# Ingest Dataset

We have chosen the [Amazon Customer Reviews Dataset](https://s3.amazonaws.com/amazon-reviews-pds/readme.html) as our main dataset.

The dataset is shared in a public Amazon S3 bucket, and is available in two file formats: 

* Tab separated value (TSV), a text format - `s3://amazon-reviews-pds/tsv/`
* Parquet, an optimized columnar binary format - `s3://amazon-reviews-pds/parquet/`

The Parquet dataset is partitioned (divided into subfolders) by the column `product_category` to further improve query performance. With this, you can use a `WHERE` clause on product_category in your SQL queries to only read data specific to that category.

We can use the AWS Command Line Interface (CLI) to list the S3 bucket content using the following CLI commands: 


In [None]:
!aws s3 ls s3://amazon-reviews-pds/tsv/

In [None]:
import boto3
import sagemaker
import pandas as pd

sess   = sagemaker.Session()
bucket = sess.default_bucket()
role = sagemaker.get_execution_role()
region = boto3.Session().region_name
account_id = boto3.client('sts').get_caller_identity().get('Account')

sm = boto3.Session().client(service_name='sagemaker', region_name=region)

In [None]:
print('Our S3 bucket: {}'.format(bucket))

# Set S3 Source Location (Public S3 Bucket)

In [None]:
s3_public_path_tsv = 's3://amazon-reviews-pds/tsv'

In [None]:
%store s3_public_path_tsv

# Set S3 Destination Location (Our Private S3 Bucket)

In [None]:
s3_private_path_tsv = 's3://{}/pytorch/amazon-reviews-pds/tsv'.format(bucket)
print(s3_private_path_tsv)

# Copy Data From the Public S3 Bucket to our Private S3 Bucket in this Account
As the full dataset is pretty large, let's just copy 2 files into our bucket to speed things up later. 

In [None]:
!aws s3 cp --recursive $s3_public_path_tsv/ $s3_private_path_tsv/ --exclude "*" --include "amazon_reviews_us_Digital_Software_v1_00.tsv.gz"
!aws s3 cp --recursive $s3_public_path_tsv/ $s3_private_path_tsv/ --exclude "*" --include "amazon_reviews_us_Digital_Video_Games_v1_00.tsv.gz"

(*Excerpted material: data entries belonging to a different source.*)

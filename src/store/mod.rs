//! Document store
//!
//! Per-node documents live as one JSON file per (kind, fingerprint) under
//! the data directory:
//!
//! ```text
//! <root>/status/nodes/<FP>
//! <root>/status/history/<metric>/<FP>
//! <root>/status/update
//! <root>/out/{summary,details,bandwidth,uptime,clients}/<FP>
//! ```
//!
//! # Write minimality
//!
//! Every stored file has a SHA-256 content digest cached in memory
//! (computed from disk on first comparison). A `put` whose content
//! digest matches performs no filesystem write at all.
//!
//! # Atomicity
//!
//! New content is written to `<file>.tmp` and renamed over the target,
//! so a concurrent reader sees either the old or the new file, never a
//! partial one. The store expects a single writer; see [`crate::lock`].

pub mod document;

pub use document::{Document, DocumentKind};

use sha2::{Digest, Sha256};
use std::collections::{BTreeSet, HashMap};
use std::fs;
use std::io::ErrorKind;
use std::path::{Path, PathBuf};

use crate::error::{OnionooError, Result};
use crate::types::{Fingerprint, FINGERPRINT_LEN};

const TEMP_SUFFIX: &str = ".tmp";
const UPDATE_FILE_NAME: &str = "update";

/// Result of a [`DocumentStore::put`]
#[derive(Debug, Clone, Copy, PartialEq, Eq)]
pub enum PutOutcome {
    Written,
    /// Content identical to what is stored; nothing was written
    Unchanged,
}

/// Files removed by [`DocumentStore::delete_obsolete`]
#[derive(Debug, Default)]
pub struct PruneOutcome {
    pub removed: Vec<Fingerprint>,
    pub failures: Vec<OnionooError>,
}

/// Store I/O counters
#[derive(Debug, Clone, Copy, Default, PartialEq, Eq)]
pub struct StoreStats {
    pub listed: u64,
    pub stored: u64,
    pub stored_bytes: u64,
    pub unchanged: u64,
    pub retrieved: u64,
    pub retrieved_bytes: u64,
    pub removed: u64,
}

impl StoreStats {
    pub fn summary(&self) -> String {
        format!(
            "{} listed, {} stored ({}), {} unchanged, {} retrieved ({}), {} removed",
            self.listed,
            self.stored,
            format_bytes(self.stored_bytes),
            self.unchanged,
            self.retrieved,
            format_bytes(self.retrieved_bytes),
            self.removed
        )
    }
}

fn format_bytes(bytes: u64) -> String {
    const UNITS: [&str; 6] = ["KiB", "MiB", "GiB", "TiB", "PiB", "EiB"];
    if bytes < 1024 {
        return format!("{} B", bytes);
    }
    let mut value = bytes as f64 / 1024.0;
    let mut unit = 0;
    while value >= 1024.0 && unit < UNITS.len() - 1 {
        value /= 1024.0;
        unit += 1;
    }
    format!("{:.1} {}", value, UNITS[unit])
}

fn digest(content: &str) -> String {
    format!("{:x}", Sha256::digest(content.as_bytes()))
}

/// Filesystem-backed document store
#[derive(Debug)]
pub struct DocumentStore {
    root: PathBuf,
    digests: HashMap<PathBuf, String>,
    stats: StoreStats,
}

impl DocumentStore {
    /// Open a store rooted at `root`, creating the directory if needed
    pub fn open(root: impl Into<PathBuf>) -> Result<Self> {
        let root = root.into();
        fs::create_dir_all(&root).map_err(|e| OnionooError::storage(&root, e))?;
        Ok(Self {
            root,
            digests: HashMap::new(),
            stats: StoreStats::default(),
        })
    }

    pub fn root(&self) -> &Path {
        &self.root
    }

    pub fn stats(&self) -> StoreStats {
        self.stats
    }

    fn path_for(&self, kind: DocumentKind, fingerprint: Option<&Fingerprint>) -> Result<PathBuf> {
        let dir = self.root.join(kind.relative_dir());
        match (kind.is_singleton(), fingerprint) {
            (true, _) => Ok(dir.join(UPDATE_FILE_NAME)),
            (false, Some(fp)) => Ok(dir.join(fp.as_str())),
            (false, None) => Err(OnionooError::Input(format!(
                "{} documents need a fingerprint",
                kind
            ))),
        }
    }

    /// Store a per-node document unless identical content is already stored
    pub fn put(&mut self, fingerprint: &Fingerprint, document: &Document) -> Result<PutOutcome> {
        let content = document.to_content()?;
        self.put_content(document.kind(), Some(fingerprint), &content)
    }

    /// Store a singleton document such as the update status
    pub fn put_singleton(&mut self, document: &Document) -> Result<PutOutcome> {
        let content = document.to_content()?;
        self.put_content(document.kind(), None, &content)
    }

    /// Store raw content for (kind, fingerprint)
    pub fn put_content(
        &mut self,
        kind: DocumentKind,
        fingerprint: Option<&Fingerprint>,
        content: &str,
    ) -> Result<PutOutcome> {
        let path = self.path_for(kind, fingerprint)?;
        let new_digest = digest(content);
        if self.stored_digest(&path)?.as_deref() == Some(new_digest.as_str()) {
            self.stats.unchanged += 1;
            return Ok(PutOutcome::Unchanged);
        }

        write_atomically(&path, content)?;
        self.stats.stored += 1;
        self.stats.stored_bytes += content.len() as u64;
        self.digests.insert(path, new_digest);
        Ok(PutOutcome::Written)
    }

    /// Digest of what is on disk at `path`, from cache or by reading it once
    fn stored_digest(&mut self, path: &Path) -> Result<Option<String>> {
        if let Some(cached) = self.digests.get(path) {
            return Ok(Some(cached.clone()));
        }
        match fs::read_to_string(path) {
            Ok(existing) => {
                let d = digest(&existing);
                self.digests.insert(path.to_path_buf(), d.clone());
                Ok(Some(d))
            }
            Err(e) if e.kind() == ErrorKind::NotFound => Ok(None),
            Err(e) => Err(OnionooError::storage(path, e)),
        }
    }

    /// Fetch a per-node document; `Ok(None)` when none is stored
    pub fn get(
        &mut self,
        fingerprint: &Fingerprint,
        kind: DocumentKind,
    ) -> Result<Option<Document>> {
        match self.get_content(kind, Some(fingerprint))? {
            Some(content) => Document::from_content(kind, &content).map(Some),
            None => Ok(None),
        }
    }

    pub fn get_singleton(&mut self, kind: DocumentKind) -> Result<Option<Document>> {
        match self.get_content(kind, None)? {
            Some(content) => Document::from_content(kind, &content).map(Some),
            None => Ok(None),
        }
    }

    /// Fetch raw content for (kind, fingerprint)
    pub fn get_content(
        &mut self,
        kind: DocumentKind,
        fingerprint: Option<&Fingerprint>,
    ) -> Result<Option<String>> {
        let path = self.path_for(kind, fingerprint)?;
        match fs::read_to_string(&path) {
            Ok(content) => {
                self.stats.retrieved += 1;
                self.stats.retrieved_bytes += content.len() as u64;
                self.digests.insert(path, digest(&content));
                Ok(Some(content))
            }
            Err(e) if e.kind() == ErrorKind::NotFound => Ok(None),
            Err(e) => Err(OnionooError::storage(&path, e)),
        }
    }

    /// Fingerprints with a stored document of `kind`, sorted
    pub fn list(&mut self, kind: DocumentKind) -> Result<Vec<Fingerprint>> {
        if kind.is_singleton() {
            return Ok(Vec::new());
        }
        let dir = self.root.join(kind.relative_dir());
        let entries = match fs::read_dir(&dir) {
            Ok(entries) => entries,
            Err(e) if e.kind() == ErrorKind::NotFound => return Ok(Vec::new()),
            Err(e) => return Err(OnionooError::storage(&dir, e)),
        };

        let mut fingerprints = Vec::new();
        for entry in entries {
            let entry = entry.map_err(|e| OnionooError::storage(&dir, e))?;
            let name = entry.file_name();
            let Some(name) = name.to_str() else { continue };
            if name.len() != FINGERPRINT_LEN {
                continue;
            }
            if let Ok(fp) = Fingerprint::parse(name) {
                fingerprints.push(fp);
            }
        }
        fingerprints.sort();
        self.stats.listed += fingerprints.len() as u64;
        Ok(fingerprints)
    }

    /// Remove documents of `kind` whose fingerprint is not in `active`.
    ///
    /// A failed removal is reported in the outcome and does not stop the others.
    pub fn delete_obsolete(
        &mut self,
        active: &BTreeSet<Fingerprint>,
        kind: DocumentKind,
    ) -> Result<PruneOutcome> {
        let mut outcome = PruneOutcome::default();
        for fp in self.list(kind)? {
            if active.contains(&fp) {
                continue;
            }
            let path = self.path_for(kind, Some(&fp))?;
            match fs::remove_file(&path) {
                Ok(()) => {
                    self.digests.remove(&path);
                    self.stats.removed += 1;
                    tracing::debug!(fingerprint = %fp, kind = %kind, "Removed obsolete document");
                    outcome.removed.push(fp);
                }
                Err(e) if e.kind() == ErrorKind::NotFound => {
                    self.digests.remove(&path);
                }
                Err(e) => outcome.failures.push(OnionooError::storage(&path, e)),
            }
        }
        Ok(outcome)
    }
}

/// Write `content` next to `path` and rename it into place
fn write_atomically(path: &Path, content: &str) -> Result<()> {
    if let Some(parent) = path.parent() {
        fs::create_dir_all(parent).map_err(|e| OnionooError::storage(parent, e))?;
    }
    let mut temp = path.as_os_str().to_owned();
    temp.push(TEMP_SUFFIX);
    let temp = PathBuf::from(temp);

    fs::write(&temp, content).map_err(|e| OnionooError::storage(&temp, e))?;
    fs::rename(&temp, path).map_err(|e| {
        let _ = fs::remove_file(&temp);
        OnionooError::storage(path, e)
    })
}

# List Files in our Private S3 Bucket in this Account

In [None]:
print(s3_private_path_tsv)

In [None]:
!aws s3 ls $s3_private_path_tsv/

In [None]:
from IPython.core.display import display, HTML

display(HTML('<b>Review <a target="blank" href="https://s3.console.aws.amazon.com/s3/buckets/sagemaker-{}-{}/DLAI/amazon-reviews-pds/?region={}&tab=overview">S3 Bucket</a></b>'.format(region, account_id, region)))


# Pass Variables to the Next Notebook(s)

In [None]:
raw_input_data_s3_uri = s3_private_path_tsv

In [None]:
%store raw_input_data_s3_uri

In [None]:
%store

# Release Resources

In [None]:
%%html

<p><b>Shutting down your kernel for this notebook to release resources.</b></p>
<button class="sm-command-button" data-commandlinker-command="kernelmenu:shutdown" style="display:none;">Shutdown Kernel</button>
        
<script>
try {
    els = document.getElementsByClassName("sm-command-button");
    els[0].click();
}
catch(err) {
    // NoOp
}    
</script>

In [None]:
%%javascript

try {
    Jupyter.notebook.save_checkpoint();
    Jupyter.notebook.session.delete();
}
catch(err) {
    // NoOp
}